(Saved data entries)

-------

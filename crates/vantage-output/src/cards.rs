//! Per-series summary cards.

use serde::{Deserialize, Serialize};
use std::fmt;
use vantage_analytics::{AnalyticsReport, RiskReturn, SeriesKey};

/// Public repository of B3 company logos, one PNG per ticker.
pub const DEFAULT_ICON_BASE_URL: &str =
    "https://raw.githubusercontent.com/thefintz/icones-b3/main/icones";

/// Local image shown on the portfolio card.
pub const DEFAULT_PORTFOLIO_ICON: &str = "portfolio.png";

/// Where card icons come from.
#[derive(Debug, Clone, PartialEq, Eq, Serialize, Deserialize)]
pub struct IconConfig {
    /// Base URL; the icon for `TICKER` is `{base_url}/{TICKER}.png`.
    pub base_url: String,
    /// Icon path for the portfolio card.
    pub portfolio_icon: String,
}

impl Default for IconConfig {
    fn default() -> Self {
        Self {
            base_url: DEFAULT_ICON_BASE_URL.to_string(),
            portfolio_icon: DEFAULT_PORTFOLIO_ICON.to_string(),
        }
    }
}

impl IconConfig {
    /// Icon for a series.
    pub fn icon_for(&self, key: &SeriesKey) -> IconRef {
        match key.ticker() {
            Some(ticker) => IconRef::Remote(format!(
                "{}/{}.png",
                self.base_url.trim_end_matches('/'),
                ticker
            )),
            None => IconRef::Local(self.portfolio_icon.clone()),
        }
    }
}

/// Reference to a card image.
#[derive(Debug, Clone, PartialEq, Eq, Serialize, Deserialize)]
#[serde(tag = "source", content = "location", rename_all = "snake_case")]
pub enum IconRef {
    /// Image served over HTTP.
    Remote(String),
    /// Image bundled with the front end.
    Local(String),
}

impl IconRef {
    /// URL or path of the image.
    pub fn location(&self) -> &str {
        match self {
            Self::Remote(s) | Self::Local(s) => s,
        }
    }
}

impl fmt::Display for IconRef {
    fn fmt(&self, f: &mut fmt::Formatter<'_>) -> fmt::Result {
        f.write_str(self.location())
    }
}

/// One dashboard card: identifier, icon, return and volatility.
#[derive(Debug, Clone, PartialEq, Serialize, Deserialize)]
pub struct SummaryCard {
    /// Series label (ticker or `Portfolio`).
    pub identifier: String,
    /// Card image.
    pub icon: IconRef,
    /// Total return as a fraction.
    pub total_return: f64,
    /// Annualized volatility as a fraction.
    pub volatility: f64,
    /// Total return formatted as a whole percentage.
    pub return_label: String,
    /// Volatility formatted as a whole percentage.
    pub volatility_label: String,
}

impl SummaryCard {
    /// Build the card for one series.
    pub fn new(metric: &RiskReturn, icons: &IconConfig) -> Self {
        Self {
            identifier: metric.key.to_string(),
            icon: icons.icon_for(&metric.key),
            total_return: metric.total_return,
            volatility: metric.volatility,
            return_label: format_percent(metric.total_return),
            volatility_label: format_percent(metric.volatility),
        }
    }
}

/// Cards for every series of the report, in column order.
pub fn summary_cards(report: &AnalyticsReport, icons: &IconConfig) -> Vec<SummaryCard> {
    report
        .metrics()
        .iter()
        .map(|m| SummaryCard::new(m, icons))
        .collect()
}

/// Format a fraction as a whole percentage (`0.1234` becomes `"12%"`).
pub fn format_percent(value: f64) -> String {
    format!("{:.0}%", value * 100.0)
}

-------

> **TASK TO COMPLETE**:
All that should appear in the response is the run of lines from the first line of the entries through the line containing "pub struct IconConfig", copied exactly.

> **RESPONSE AREA**:
filename crates/vantage-output/src/cards.rs
//! Per-series summary cards.

use serde::{Deserialize, Serialize};
use std::fmt;
use vantage_analytics::{AnalyticsReport, RiskReturn, SeriesKey};

/// Public repository of B3 company logos, one PNG per ticker.
pub const DEFAULT_ICON_BASE_URL: &str =
    "https://raw.githubusercontent.com/thefintz/icones-b3/main/icones";

/// Local image shown on the portfolio card.
pub const DEFAULT_PORTFOLIO_ICON: &str = "portfolio.png";

/// Where card icons come from.
#[derive(Debug, Clone, PartialEq, Eq, Serialize, Deserialize)]
pub struct IconConfig {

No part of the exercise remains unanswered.